* [PROVIDED DATA]:
****************

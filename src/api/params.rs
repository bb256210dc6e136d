//! Expansion of dotted query keys into nested objects.
//!
//! `filters.name=ann` becomes `{ "filters": { "name": "ann" } }`. Keys with an
//! empty segment (`.a`, `a.`, `a..b`) are kept literally. When two keys claim
//! the same position the first one wins and later ones are dropped.

use serde_json::{Map, Value};

pub fn normalize<I, K>(pairs: I) -> Map<String, Value>
where
    I: IntoIterator<Item = (K, Value)>,
    K: AsRef<str>,
{
    let mut out = Map::new();
    for (key, value) in pairs {
        insert_path(&mut out, key.as_ref(), value);
    }
    out
}

/// Normalize query-string pairs, keeping every value as a string.
pub fn normalize_query(pairs: &[(String, String)]) -> Map<String, Value> {
    normalize(pairs.iter().map(|(k, v)| (k.as_str(), Value::String(v.clone()))))
}

fn insert_path(out: &mut Map<String, Value>, key: &str, value: Value) {
    let segments: Vec<&str> = key.split('.').collect();
    if segments.len() == 1 || segments.iter().any(|s| s.is_empty()) {
        if !out.contains_key(key) {
            out.insert(key.to_string(), value);
        }
        return;
    }

    let (leaf, parents) = match segments.split_last() {
        Some(split) => split,
        None => return,
    };

    let mut cursor = out;
    for segment in parents {
        let slot = cursor
            .entry(segment.to_string())
            .or_insert_with(|| Value::Object(Map::new()));
        cursor = match slot {
            Value::Object(map) => map,
            // Path runs into an earlier scalar; first writer wins
            _ => return,
        };
    }
    if !cursor.contains_key(*leaf) {
        cursor.insert(leaf.to_string(), value);
    }
}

****************

* [THE PROBLEM]:
Output the data once more, exactly as given.

* [TASK SOLUTION]:
filename src/api/params.rs
repository bb256210dc6e136d
//! Expansion of dotted query keys into nested objects.
//!
//! `filters.name=ann` becomes `{ "filters": { "name": "ann" } }`. Keys with an
//! empty segment (`.a`, `a.`, `a..b`) are kept literally. When two keys claim
//! the same position the first one wins and later ones are dropped.

use serde_json::{Map, Value};

pub fn normalize<I, K>(pairs: I) -> Map<String, Value>
where
    I: IntoIterator<Item = (K, Value)>,
    K: AsRef<str>,
{
    let mut out = Map::new();
    for (key, value) in pairs {
        insert_path(&mut out, key.as_ref(), value);
    }
    out
}

/// Normalize query-string pairs, keeping every value as a string.
pub fn normalize_query(pairs: &[(String, String)]) -> Map<String, Value> {
    normalize(pairs.iter().map(|(k, v)| (k.as_str(), Value::String(v.clone()))))
}

fn insert_path(out: &mut Map<String, Value>, key: &str, value: Value) {
    let segments: Vec<&str> = key.split('.').collect();
    if segments.len() == 1 || segments.iter().any(|s| s.is_empty()) {
        if !out.contains_key(key) {
            out.insert(key.to_string(), value);
        }
        return;
    }

    let (leaf, parents) = match segments.split_last() {
        Some(split) => split,
        None => return,
    };

    let mut cursor = out;
    for segment in parents {
        let slot = cursor
            .entry(segment.to_string())
            .or_insert_with(|| Value::Object(Map::new()));
        cursor = match slot {
            Value::Object(map) => map,
            // Path runs into an earlier scalar; first writer wins
            _ => return,
        };
    }
    if !cursor.contains_key(*leaf) {
        cursor.insert(leaf.to_string(), value);
    }
}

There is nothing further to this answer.